In a comment letter, former SEC Commissioner Edward H. Fleischman objected to subsuming within the phrase "appearing and practicing before the Commission" the rendering of lawyer-to-client legal advice that a company is not obligated to file a registration statement or other document with the Commission. Mr. Fleischman spoke for himself and for other prominent members of the securities bar, including former SEC Commissioner Roberta Karmel.

Similarly, the SEC would broadly define attorney to encompass those admitted in any foreign or domestic jurisdiction, including corporate employees who are admitted to a bar but who do not occupy legal positions with the company. In his comments, former Commissioner Fleischman contended that subjecting lawyers licensed solely by foreign countries to professional discipline by the SEC for shortcomings under U.S. standards, with which they are often quite unfamiliar, is an extraordinary assertion of extraterritorial jurisdiction overriding foreign professional standards. The SEC has announced it will hold an interactive roundtable on December 17, 2002, to discuss the international impact of the proposed attorney conduct rules. The Commission expects the roundtable discussions to provide valuable information as it prepares to finalize the rules by the statutory deadline of January 26, 2003.

The rule proposal would also obligate attorneys to report evidence of a material violation, which is defined as information that would lead an attorney reasonably to believe that a material violation has occurred, is occurring, or is about to occur. Director Beller described this as an objective standard for a lawyer of reasonable competence. When prompted further, he explained that an analysis in deciding if a material violation is about to occur is whether the SEC would win the Section 13(a) case.

In his comments, Mr. Fleischman objected to a standard for up-the-ladder reporting of whether the lawyer, acting reasonably, should believe that the enforcement division would prevail in an administrative proceeding under Section 13(a). He described these as proceedings requiring neither bad faith nor fraudulent intent but merely omission or misstatement of facts determined in the clear vision of hindsight to have been material.

The proposal outlines an alternative process under which attorneys can satisfy their up-the-ladder duty by reporting evidence of a material violation to a qualified legal compliance committee composed of board members. The committee would then notify the CEO and the chief legal officer and decide if an investigation is warranted. Mr. Beller described this as a workable alternative, stressing that going the committee route is not required. Panelists at the PLI seminar said it was a course that most attorneys would probably follow since it was more attractive than reporting directly to the CEO or the chief legal officer.

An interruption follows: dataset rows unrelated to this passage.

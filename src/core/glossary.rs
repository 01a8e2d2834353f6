//! Glossary extraction: builds the acronym map from formal definitions.

use std::collections::BTreeMap;

use serde::{Deserialize, Serialize};
use tracing::warn;

use crate::core::{
    collect::DocumentSet,
    data::{AcronymEntry, Glossary, SourceLocation},
    error::AnalysisError,
    matchers::{match_definitions, strip_comment},
};

/// Which definition is kept when a key is defined more than once.
#[derive(Debug, Clone, Copy, Default, PartialEq, Eq, Serialize, Deserialize)]
#[serde(rename_all = "kebab-case")]
pub enum DuplicatePolicy {
    #[default]
    LastWins,
    FirstWins,
}

impl std::fmt::Display for DuplicatePolicy {
    fn fmt(&self, f: &mut std::fmt::Formatter<'_>) -> std::fmt::Result {
        match self {
            DuplicatePolicy::LastWins => write!(f, "last-wins"),
            DuplicatePolicy::FirstWins => write!(f, "first-wins"),
        }
    }
}

/// A key defined again after its first definition.
#[derive(Debug, Clone, PartialEq, Eq)]
pub struct DuplicateDefinition {
    pub key: String,
    pub short: String,
    /// Where the redefinition happens.
    pub location: SourceLocation,
    /// The definition that was in effect before.
    pub previous: SourceLocation,
    pub policy: DuplicatePolicy,
}

#[derive(Debug, Default)]
pub struct GlossaryExtraction {
    pub glossary: Glossary,
    pub duplicates: Vec<DuplicateDefinition>,
    /// `ParseAmbiguity` errors for definitions that were skipped.
    pub ambiguities: Vec<AnalysisError>,
}

/// Extract every formal acronym definition, preamble included.
pub fn extract_glossary(documents: &DocumentSet, policy: DuplicatePolicy) -> GlossaryExtraction {
    let mut entries: BTreeMap<String, AcronymEntry> = BTreeMap::new();
    let mut duplicates = Vec::new();
    let mut ambiguities = Vec::new();

    for line in documents.lines() {
        let scan = match_definitions(strip_comment(line.text));

        for def in scan.definitions {
            let location = SourceLocation::new(&line.file.path, line.number, def.col);

            let Some(existing) = entries.get_mut(&def.key) else {
                entries.insert(
                    def.key.clone(),
                    AcronymEntry::new(def.key, def.short, def.long_form, location),
                );
                continue;
            };

            warn!(
                key = %def.key,
                at = %location,
                previous = %existing.defined_at,
                "duplicate acronym definition ({})",
                policy
            );
            duplicates.push(DuplicateDefinition {
                key: def.key.clone(),
                short: def.short.clone(),
                location: location.clone(),
                previous: existing.defined_at.clone(),
                policy,
            });
            existing.definitions.push(location.clone());
            if policy == DuplicatePolicy::LastWins {
                existing.short = def.short;
                existing.long_form = def.long_form;
                existing.defined_at = location;
            }
        }

        for ambiguous in scan.ambiguous {
            let err = AnalysisError::ParseAmbiguity {
                location: SourceLocation::new(&line.file.path, line.number, ambiguous.col),
                macro_name: ambiguous.macro_name,
                reason: ambiguous.reason,
            };
            warn!("{}, definition skipped", err);
            ambiguities.push(err);
        }
    }

    GlossaryExtraction {
        glossary: Glossary::new(entries),
        duplicates,
        ambiguities,
    }
}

The SEC proposal requires or allows, under certain circumstances, a "noisy withdrawal" by an attorney who has not received an appropriate response from the company. Pursuant to such a noisy withdrawal, a term not mentioned in the Sarbanes-Oxley Act provision, outside attorneys who have presented evidence of an ongoing or prospective material violation, and have not received an appropriate response, must withdraw from representation, notify the SEC of their withdrawal, and disaffirm any tainted submission to the SEC. Attorneys employed by the company must also disaffirm any tainted submission, but are not required to resign. In addition, attorneys are permitted, but not required, to take these steps when they believe a violation has already occurred.

Commenting on this aspect of the proposal, former Commissioner Fleischman objected to requiring lawyers who have decided to dissociate themselves from client conduct to do so by means of a noisy withdrawal, thereby substituting the lawyer's legal judgment for that of the client's chief internal reviewing officer and equally substituting the lawyer's business judgment for that of the client's audit committee or its board of directors.